長澤まさみさん、ホテルマンがすごくよく似合いますね。予告された事件が起こるまでがとても長くて、焦らされる感じがありました。

感想を項目ごとに分けて書こうと思います。

1.クレーマー怖すぎ

クレーマー・・・。部屋のグレードアップ狙いもあれば、ホテルマンを侮辱したいだけの場合もあるようですね。

特に印象的だったのが、英語教師を目指していた栗原という人物です。演じていたのは生瀬勝久さん。
栗原は、教育実習生として赴任した学校で帰国子女である新田(木村拓哉さん)と英語の発音を比較され、侮辱されたことがきっかけで英語教師の夢を断念しました。新田は当時、栗原の生徒で、教科書の例文を読み上げただけでした。栗原を侮辱したのは新田ではなく、別の生徒です。

栗原はその後、職を点々とし、自暴自棄になって高級ホテル(ホテル・コルテシア東京)に宿泊しようとした結果、そこで潜入捜査をしていた新田に遭遇します。夢破れた原因と認識している人物が目の前に現れたことで歪んだ怒りが爆発します。

お金を払っているという優位性を得て膨れ上がった自我と、積年の恨みから来る栗原のめちゃくちゃな言動に、腹が立って仕方がありませんでした。理屈では説明のしようのない屈折した思いに対処しなければならないホテルマン(接客業に従事する人々)の苦労を垣間見た気がしました。

2.運命の分かれ道

劇中では、ストーカーの被害者を装い宿泊する女性客(菜々緒さん)が登場します。夫(宇梶剛士さん)の浮気現場を押さえるために、山岸(長澤まさみさん)をはじめとするホテルの従業員たちに夫をストーカーだと思いこませ、彼が宿泊している部屋の番号を入手するという算段だったのです。

結果として、この計画は成功します。山岸たちは肝を冷やしますが、夫婦が対面したことで一件落着。血を見ることなく冷静な運びとなりました。

これと対照的なのが、松たか子さん演じる長倉という女性。
物語の舞台となるホテル(ホテル・コルテシア東京)で山岸を殺害しようとした人物です。つまり、この作品における「犯人」です。

彼女は年下の交際相手の子を身ごもりましたが、彼に捨てられ、ストーカーとなってしまいます。ホテル・コルテシア東京に宿泊していた交際相手に会おうと試みますが、ホテル側からストーカーと判断されていたため、会うことができませんでした。

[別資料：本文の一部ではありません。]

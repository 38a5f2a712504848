//! The supervisor: start services in dependency order, gate each start on
//! the readiness of its dependencies, watch liveness, apply restart policies
//!
//! Every service is driven by its own task. Tasks share nothing but the
//! [`StatusBoard`] (read by dependents and the control surface) and a command
//! channel per service (written by the control surface).

use super::clock::Clock;
use super::gate::ReadinessGate;
use super::monitor::LivenessMonitor;
use super::policy::{Backoff, ExitReason, ProcessState, RestartMachine};
use super::probe::{probe_for, Probe, ProbePolicy};
use super::process::{Launcher, ProcessHandle};
use super::state::HealthState;
use super::status::StatusBoard;
use crate::config::{ConfigError, ServiceDefinition, Topology};
use crate::server::{ShutdownSignal, SharedMetrics};
use serde::Serialize;
use std::collections::HashMap;
use std::sync::Arc;
use std::time::Duration;
use thiserror::Error;
use tokio::sync::mpsc;
use tokio::task::JoinHandle;
use tokio::time::Instant;
use tracing::{debug, error, info, warn};

#[derive(Debug, Error)]
pub enum SupervisorError {
    #[error("Unknown service: {0}")]
    UnknownService(String),

    #[error("Service {0} is no longer supervised")]
    Closed(String),

    #[error(transparent)]
    Config(#[from] ConfigError),
}

/// A process that stayed up this long restarts with the initial backoff
const STABLE_UPTIME: Duration = Duration::from_secs(10);

/// External actions on a service
#[derive(Debug, Clone, Copy, PartialEq, Eq, Serialize)]
#[serde(rename_all = "lowercase")]
pub enum ControlCommand {
    Stop,
    Start,
}

/// A service definition plus its probe, if it has a healthcheck
pub struct ManagedService {
    pub definition: ServiceDefinition,
    pub probe: Option<(Arc<dyn Probe>, ProbePolicy)>,
}

impl ManagedService {
    /// Build the production probe from the definition's healthcheck
    pub fn from_definition(definition: ServiceDefinition) -> Self {
        let probe = definition
            .healthcheck
            .as_ref()
            .map(|check| (probe_for(&check.test, check.timeout), check.policy()));
        Self { definition, probe }
    }

    pub fn with_probe(
        definition: ServiceDefinition,
        probe: Arc<dyn Probe>,
        policy: ProbePolicy,
    ) -> Self {
        Self {
            definition,
            probe: Some((probe, policy)),
        }
    }

    pub fn name(&self) -> &str {
        &self.definition.name
    }
}

pub struct Supervisor {
    services: Vec<Arc<ManagedService>>,
    launcher: Arc<dyn Launcher>,
    clock: Arc<dyn Clock>,
    backoff: Backoff,
    metrics: Option<SharedMetrics>,
    board: StatusBoard,
}

impl Supervisor {
    /// Build a supervisor for a validated topology
    pub fn from_topology(
        topology: &Topology,
        launcher: Arc<dyn Launcher>,
        clock: Arc<dyn Clock>,
        metrics: Option<SharedMetrics>,
    ) -> Result<Self, SupervisorError> {
        let services = topology
            .startup_order()?
            .into_iter()
            .cloned()
            .map(ManagedService::from_definition)
            .collect();
        let backoff = Backoff {
            base: topology.supervisor.restart_backoff,
            max: topology.supervisor.restart_backoff_max,
        };
        Ok(Self::new(services, launcher, clock, backoff, metrics))
    }

    /// Build a supervisor from services already in startup order
    pub fn new(
        services: Vec<ManagedService>,
        launcher: Arc<dyn Launcher>,
        clock: Arc<dyn Clock>,
        backoff: Backoff,
        metrics: Option<SharedMetrics>,
    ) -> Self {
        let board = StatusBoard::new(services.iter().map(|s| s.name().to_string()));
        Self {
            services: services.into_iter().map(Arc::new).collect(),
            launcher,
            clock,
            backoff,
            metrics,
            board,
        }
    }

    pub fn board(&self) -> StatusBoard {
        self.board.clone()
    }

    /// Start one task per service, in startup order
    pub fn spawn(self, shutdown: ShutdownSignal) -> SupervisorHandle {
        let by_name: HashMap<String, Arc<ManagedService>> = self
            .services
            .iter()
            .map(|s| (s.name().to_string(), s.clone()))
            .collect();

        let mut senders = HashMap::new();
        let mut tasks = Vec::with_capacity(self.services.len());

        for service in &self.services {
            let (tx, rx) = mpsc::channel(8);
            senders.insert(service.name().to_string(), tx);

            let deps = service
                .definition
                .depends_on
                .iter()
                .filter_map(|d| by_name.get(d).cloned())
                .collect();

            let runner = ServiceRunner {
                service: service.clone(),
                deps,
                launcher: self.launcher.clone(),
                clock: self.clock.clone(),
                backoff: self.backoff,
                metrics: self.metrics.clone(),
                board: self.board.clone(),
                commands: rx,
                shutdown: shutdown.clone(),
                machine: RestartMachine::new(service.definition.restart),
            };

            info!(service = %service.name(), "Supervising service");
            tasks.push(tokio::spawn(runner.run()));
        }

        SupervisorHandle {
            controls: Controls {
                senders: Arc::new(senders),
            },
            board: self.board,
            tasks,
        }
    }
}

/// Sends control commands to service tasks
#[derive(Clone)]
pub struct Controls {
    senders: Arc<HashMap<String, mpsc::Sender<ControlCommand>>>,
}

impl Controls {
    pub async fn send(&self, service: &str, command: ControlCommand) -> Result<(), SupervisorError> {
        let sender = self
            .senders
            .get(service)
            .ok_or_else(|| SupervisorError::UnknownService(service.to_string()))?;
        sender
            .send(command)
            .await
            .map_err(|_| SupervisorError::Closed(service.to_string()))
    }

    pub async fn stop(&self, service: &str) -> Result<(), SupervisorError> {
        self.send(service, ControlCommand::Stop).await
    }

    pub async fn start(&self, service: &str) -> Result<(), SupervisorError> {
        self.send(service, ControlCommand::Start).await
    }
}

pub struct SupervisorHandle {
    controls: Controls,
    board: StatusBoard,
    tasks: Vec<JoinHandle<()>>,
}

impl SupervisorHandle {
    pub fn controls(&self) -> Controls {
        self.controls.clone()
    }

    pub fn board(&self) -> StatusBoard {
        self.board.clone()
    }

    /// Wait for every service task to finish (after shutdown)
    pub async fn join(self) {
        for task in self.tasks {
            if let Err(e) = task.await {
                error!(error = %e, "Service task panicked");
            }
        }
    }
}

/// What ended a supervised run
enum Outcome {
    Exited(ExitReason),
    Unhealthy,
    Stop,
    Shutdown,
}

/// Result of waiting on the readiness gates
enum GateOutcome {
    Ready,
    Failed(ExitReason),
    Stop,
    Shutdown,
}

struct ServiceRunner {
    service: Arc<ManagedService>,
    deps: Vec<Arc<ManagedService>>,
    launcher: Arc<dyn Launcher>,
    clock: Arc<dyn Clock>,
    backoff: Backoff,
    metrics: Option<SharedMetrics>,
    board: StatusBoard,
    commands: mpsc::Receiver<ControlCommand>,
    shutdown: ShutdownSignal,
    machine: RestartMachine,
}
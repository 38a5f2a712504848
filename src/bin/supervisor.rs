//! The supervisor process
//!
//! Reads the topology from `WARDEN_SUPERVISOR_CONFIG` (default
//! `supervisor.toml`), supervises every service and serves the control
//! surface until SIGTERM/SIGINT, then kills all processes.

use anyhow::Context as _;
use std::path::PathBuf;
use std::sync::Arc;
use tracing::{info, warn};
use warden::config::{LogSettings, Topology};
use warden::lifecycle::{CommandLauncher, Supervisor, SystemClock};
use warden::server::{create_metrics, run_control_server, shutdown_channel, wait_for_signal};
use warden::telemetry;

const CONFIG_ENV: &str = "WARDEN_SUPERVISOR_CONFIG";
const DEFAULT_CONFIG: &str = "supervisor.toml";

#[tokio::main]
async fn main() -> anyhow::Result<()> {
    telemetry::init(&LogSettings::from_env()?)?;

    let path = std::env::var(CONFIG_ENV)
        .map(PathBuf::from)
        .unwrap_or_else(|_| PathBuf::from(DEFAULT_CONFIG));
    let topology = Topology::load(&path)
        .with_context(|| format!("Failed to load topology from {}", path.display()))?;
    info!(
        config = %path.display(),
        services = topology.services.len(),
        "Starting supervisor"
    );

    let metrics = create_metrics().context("Failed to create metrics registry")?;
    let supervisor = Supervisor::from_topology(
        &topology,
        Arc::new(CommandLauncher),
        Arc::new(SystemClock),
        Some(metrics.clone()),
    )?;

    let (shutdown_controller, shutdown_signal) = shutdown_channel();
    let handle = supervisor.spawn(shutdown_signal.clone());

    let mut control_handle = tokio::spawn(run_control_server(
        topology.supervisor.control_port,
        handle.board(),
        handle.controls(),
        metrics,
        shutdown_signal,
    ));

    tokio::select! {
        result = wait_for_signal() => {
            let signal = result.context("Failed to install signal handlers")?;
            info!(signal, "Stopping all services");
        }
        result = &mut control_handle => {
            // the control server only returns on its own when it cannot serve
            shutdown_controller.shutdown();
            handle.join().await;
            return match result {
                Ok(Ok(())) => Err(anyhow::anyhow!("Control server stopped unexpectedly")),
                Ok(Err(e)) => Err(e).context("Control server failed"),
                Err(e) => Err(e).context("Control server task panicked"),
            };
        }
    }
    shutdown_controller.shutdown();

    handle.join().await;
    match control_handle.await {
        Ok(Ok(())) => {}
        Ok(Err(e)) => warn!(error = %e, "Control server failed"),
        Err(e) => warn!(error = %e, "Control server task panicked"),
    }

    info!("Supervisor stopped");
    Ok(())
}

この時、フロントで長倉に対応したのが山岸だったのです(山岸の対応は礼儀正しく、適切なものでした)。
山岸に追い返されても諦めない長倉は、身重の体で雨の中交際相手がホテルから出てくるのを待ちます。しかし、この無理が祟り、長倉は流産。交際相手に会うことも、我が子に会うこともできなくなったのです。

この出来事がきっかけで、長倉は交際相手と山岸の殺害を決意します。

経緯はめちゃくちゃでも、相手と会えたこと(対面できたこと)で問題に向き合い前進できた女性と、相手に会えなかったことで心が歪み、犯罪に手を染める女性の対比が切なかったです。

会えるか、会えないか。それがこの女性たちの運命の分かれ道だったような気がします。


今日は以上です。
お読みくださり、ありがとうございました。